You should check your models – and if you have text stored in a tabular layout in PDF files, you can take advantage of this update now.  Retraining models is simple:

  1. Go to the Content Center and click the Models link
  2. In the Models section, click on the name of the model to be reviewed/updated as needed
  3. In the Entity Extractor section of the page, click on one of the Entity Names
  4. Go to the Test tab
  5. Click on Add example files
  6. Upload a few new training files – these can be a duplicate of existing docs or net new files. Note – If uploading duplicate copies of the existing files, select the Keep both versions option so that the file will have a slightly different name.
  7. Review the Predictions column for extracted text to determine if the right content is still be extracted. Check each entity extractor.
  8. If there are discrepancies, then select Exit Training and go back through the model training process, starting with the Train Classifier step.
  9. Once the model updates are completed, go to the model’s main page and in the Where the model is applied section, select the Sync link to ensure the updates are published out to all document libraries where the model is applied.
  10. If needed, run the updated model on the local document library’s existing documents by selecting all documents that need to be re-run and clicking on Classify and extract.

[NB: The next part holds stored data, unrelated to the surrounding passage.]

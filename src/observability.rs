//! Observability module for centralized metrics, tracing, and logging setup.
//!
//! This module provides:
//! - Structured logging with configurable format
//! - Optional OpenTelemetry span export
//! - Prometheus metrics on their own port
//! - Liveness and readiness endpoints

mod health_checks;
mod metrics;
mod tracing_mod;

use anyhow::Result;
use metrics_exporter_prometheus::PrometheusHandle;

use crate::observability_config::ObservabilityConfig;

pub use health_checks::{
    check_bot_token_health, check_database_health, check_store_health, start_health_server,
    ReadinessProbe,
};
pub use metrics::{
    init_metrics, record_db_metrics, record_health_check_metrics, record_request_metrics,
    start_metrics_server,
};
pub use tracing_mod::{init_opentelemetry_tracing, init_tracing, telegram_span};

/// Initialize logging, the metrics recorder and span export
///
/// Call before anything else logs. The returned handle feeds
/// [`start_observability_servers`].
pub fn init_observability(config: &ObservabilityConfig) -> Result<PrometheusHandle> {
    config
        .validate()
        .map_err(|e| anyhow::anyhow!("Invalid observability configuration: {}", e))?;

    init_tracing(config)?;
    let metrics_handle = init_metrics()?;
    init_opentelemetry_tracing(config)?;

    tracing::info!(
        environment = %config.environment,
        otlp_endpoint = ?config.otlp_endpoint,
        "Observability stack initialized successfully"
    );
    Ok(metrics_handle)
}

/// Start the `/metrics` server and the health server once dependencies exist
pub async fn start_observability_servers(
    config: &ObservabilityConfig,
    metrics_handle: PrometheusHandle,
    probe: ReadinessProbe,
) -> Result<()> {
    start_metrics_server(metrics_handle, config.metrics_port).await?;
    start_health_server(probe, config.health_port).await?;
    Ok(())
}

We welcome your comments and feedback here on the Tech Community. Thank you.

Published Apr 06, 2022
Version 1.0

5 Comments

  • Mario_Fulan's avatar
    Mario_Fulan
    Iron Contributor

    Azure Cognitive does a text extraction. It works pretty well usually for text-backed PDF forms but not so much it the PDF is simply a tiff image. Not sure which type you are using, but it is sometimes a puzzle when things just change but when it does it generally is because someone else complained and they fixed it for their use case 🙂

  • peb71b's avatar
    peb71b
    Copper Contributor

    Thanks Mario Fulan , I'll give that a go to confirm.  It was puzzling why they just stopped working but this post does explain it was a "feature" change, which I'm sure helps some but not my case.  As a quick alternative, I switched to Power Automate Desktop which does the job by extracting tables (which come out as I expected).  Shame as I like Syntex.

  • Mario_Fulan's avatar
    Mario_Fulan
    Iron Contributor

    You should take a look at azure cognitive text extraction for OCR to see what it extracts via an API call. That is one thing I have done to determine if the issue is Syntex or the underlying Azure Cognitive. If it is cognitive, not sure what solutions the product group may have other than to use their influence on the underlying technical team.

  • peb71b's avatar
    peb71b
    Copper Contributor

    I've been using SharePoint Syntex since pre-release with some good results.

    Last week we had a batch of new documents and we noticed many unexpected results.

    We don’t control the PDF format that we receive but we were getting results that parsed as the below, I have been using the "After Text" rule to identify the numbers to extract, example:

     

    Unfortunately the PDF table is now parsed differently (below example of same form):

     

    Can we use the previous method of Syntex parsing PDFs, as the new method does not work in many of our scenarios.  

    Thanks

  • peb71b's avatar
    peb71b
    Copper Contributor

    Hi, is there a way to use the old method for some models?  We had some models working well but now producing unexpected/wrong results due to the change in reading tables.